Can you post your full filebeat.yml,

There are a number of parameters that can be tuned, just adding a queue will probably not solve the issue, that does not affect the throughput.

What is the target events / sec?

What is the avg message size are you really processing 10mb message?

What is the number of CPUs?

Also are you going straight to elasticsearch? Or are there other components.

Even though certain resources are not maxed you may need to scale horizontally, but let's take a look first.

@stephenb Thanks for the reply and the warm welcome!

Tough to say the exact target EPS -- but I can say, when the buffer was at 2GB and the full load of logs were coming across was at 3.1k per second roughly.

When it's "throttled" (with NO read_buffer) normal activity is roughly 800 per second (this seems to be the max that filebeat with our bad config can handle listening to UDP).

Average message size is a standard Juniper Log - so like 1.3KB.

I'll have to check on the number of CPUs though like I said before -- i do know that we never reached any critical CPU usage. (40%ish)

Here's the filebeat.yml

filebeat.inputs:
- type: udp
  max_message_size: 10MiB
  read_buffer: THIS IS WHERE I SET read_buffer: 1000MiB
  host: "0.0.0.0:514"
  fields:
    logzio_codec: plain
    token: XXXXXXXXXXXXXXXXXXXXXXXXXX
    type: udpsyslog
  fields_under_root: true
- type: tcp
  max_message_size: 10MiB
  host: "0.0.0.0:9000"
  fields:
    logzio_codec: plain
    token: XXXXXXXXXXXXXXXXXXXXXXXXX
    type: tcpsyslog
  fields_under_root: true
#For version 6.x and lower uncomment the line below and remove the line after it 
#filebeat.registry_file: 'C:\ProgramData\Filebeat' 
filebeat.registry.path: 'D:\filebeat'
#The following processors are to ensure compatibility with version 7
processors:
- rename:
    fields:
     - from: "agent"
       to: "beat_agent"
    ignore_missing: true
- rename:
    fields:
     - from: "log.file.path"
       to: "source"
    ignore_missing: true
############################# Output ##########################################
output:
  logstash:
    hosts: ["listener.logz.io:5015"]
    ssl:
      certificate_authorities: ['D:\filebeat\COMODORSADomainValidationSecureServerCA.crt']

NOTE - the TCP input isn't really being used and the other log sources are negligible.
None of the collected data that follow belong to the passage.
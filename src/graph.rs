use std::collections::{BTreeMap, BTreeSet, HashSet};

use serde::{Deserialize, Serialize};

pub type NodeId = u64;

/// An entity in the co-appearance graph. `weight` is the recognizability
/// score; it drives relaxation edge weighting and is carried through stage
/// outputs for reporting.
#[derive(Debug, Clone, Serialize, Deserialize)]
pub struct Node {
    pub id: NodeId,
    pub name: String,
    pub weight: f64,
}

/// Canonical undirected edge with `a < b`. The only constructor sorts the
/// endpoints and rejects self-pairs, so a `BTreeSet<Edge>` deduplicates
/// observations regardless of direction or repetition.
#[derive(Debug, Clone, Copy, PartialEq, Eq, PartialOrd, Ord, Hash, Serialize, Deserialize)]
pub struct Edge {
    pub a: NodeId,
    pub b: NodeId,
}

impl Edge {
    /// Canonicalize a raw pair. Returns `None` for self-pairs; a node
    /// cannot co-appear with itself in this domain.
    pub fn canonical(x: NodeId, y: NodeId) -> Option<Edge> {
        if x == y {
            return None;
        }
        Some(if x < y {
            Edge { a: x, b: y }
        } else {
            Edge { a: y, b: x }
        })
    }
}

/// Deduplicated edge set plus symmetric adjacency, built once per run and
/// read-only thereafter. Ordered containers keep iteration deterministic
/// across runs.
#[derive(Debug, Clone, Default)]
pub struct GraphIndex {
    edges: BTreeSet<Edge>,
    adjacency: BTreeMap<NodeId, BTreeSet<NodeId>>,
}

impl GraphIndex {
    /// Build from a node universe and raw (source, target) observations.
    ///
    /// Pairs with either endpoint outside the universe are dropped, as are
    /// self-pairs. Duplicate observations in either direction collapse into
    /// one canonical edge, so degree counts unique neighbors rather than
    /// raw observations.
    pub fn build(ids: &[NodeId], raw_pairs: &[(NodeId, NodeId)]) -> GraphIndex {
        let universe: HashSet<NodeId> = ids.iter().copied().collect();
        let mut adjacency: BTreeMap<NodeId, BTreeSet<NodeId>> =
            ids.iter().map(|&id| (id, BTreeSet::new())).collect();
        let mut edges = BTreeSet::new();

        for &(source, target) in raw_pairs {
            if !universe.contains(&source) || !universe.contains(&target) {
                continue;
            }
            let Some(edge) = Edge::canonical(source, target) else {
                continue;
            };
            if edges.insert(edge) {
                if let Some(set) = adjacency.get_mut(&edge.a) {
                    set.insert(edge.b);
                }
                if let Some(set) = adjacency.get_mut(&edge.b) {
                    set.insert(edge.a);
                }
            }
        }

        GraphIndex { edges, adjacency }
    }

    pub fn edges(&self) -> impl Iterator<Item = &Edge> {
        self.edges.iter()
    }

    pub fn edge_count(&self) -> usize {
        self.edges.len()
    }

    pub fn node_count(&self) -> usize {
        self.adjacency.len()
    }

    pub fn contains(&self, id: NodeId) -> bool {
        self.adjacency.contains_key(&id)
    }

    /// Direct neighbors of `id`; empty for unknown ids.
    pub fn neighbors(&self, id: NodeId) -> impl Iterator<Item = NodeId> + '_ {
        self.adjacency
            .get(&id)
            .into_iter()
            .flat_map(|set| set.iter().copied())
    }

    /// Unique-neighbor count; 0 for unknown ids.
    pub fn degree(&self, id: NodeId) -> usize {
        self.adjacency.get(&id).map(|set| set.len()).unwrap_or(0)
    }

    pub fn are_connected(&self, x: NodeId, y: NodeId) -> bool {
        self.adjacency
            .get(&x)
            .map(|set| set.contains(&y))
            .unwrap_or(false)
    }
}
#[cfg(feature = "cli")]
pub mod cli;
pub mod config;
pub mod error;
pub mod graph;
pub mod metrics;
pub mod ordering;
pub mod paths;
pub mod pipeline;
pub mod relax;
pub mod report;
pub mod spiral;
pub mod state;
pub mod swap;

pub use config::Config;
pub use error::LayoutError;
pub use graph::{Edge, GraphIndex, Node, NodeId};
pub use metrics::LayoutMetrics;
pub use pipeline::{PipelineReport, StageOutput, run_pipeline};
pub use spiral::Point;
pub use state::LayoutState;
pub use swap::StopReason;

#[cfg(feature = "cli")]
pub use cli::run;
It's going up to Logz.io and I have direct visibility to know that ingestion isn't an issue. The listeners can handle 5TB/day traffic on this specific cluster -- we had it bumped way up so we could rule that out as a factor and have direct communication with the OPs team monitoring the log engines/listeners.

Super interested to hear your thoughts!

Feel free to DM me your email and I'll show my appreciation with an Amazon Giftcard (i'm that thankful, haha.)

And your sure your Logstash is not backing up?

You can always test by sending direct to elasticsearch endpoint, eliminate variables.

First thing I would try is up your worker on the Logstash output try. Don't over read into the docs description.

worker: 4

I understand CPU is not maxed but that is not always obvious, as sometimes it is because you are not putting it all to work.

@stephenb Yeah -- we're not using logstash anywhere in the pipeline.

It's just the filebeat listening to UDP 514 - and then sending over SSL straight up to Kafka which load balances for our ES cluster. Positive that has not backed up so far.

Is there anything we can do in the filebeat config to increase it's capacity/capability?

I mean increasing the read_buffer to 2GB allowed us to process the real amount of logs that are coming in -- it seems it just can't keep up with it, it was processing in filebeat slower than real-time.

I just actually read the link -- are those workers we can add in the filebeat output?

Ok confused.

Your config you just posted

output:
  logstash:
    hosts: ["listener.logz.io:5015"]
    ssl:
      certificate_authorities: ....

If you are using kafka can you post your actual config

Yes worker is supported for Kafka output try setting

worker: 4

The ingestion pipeline/Kafka is managed by our Operations team and shouldn't have an issue keeping up with the load.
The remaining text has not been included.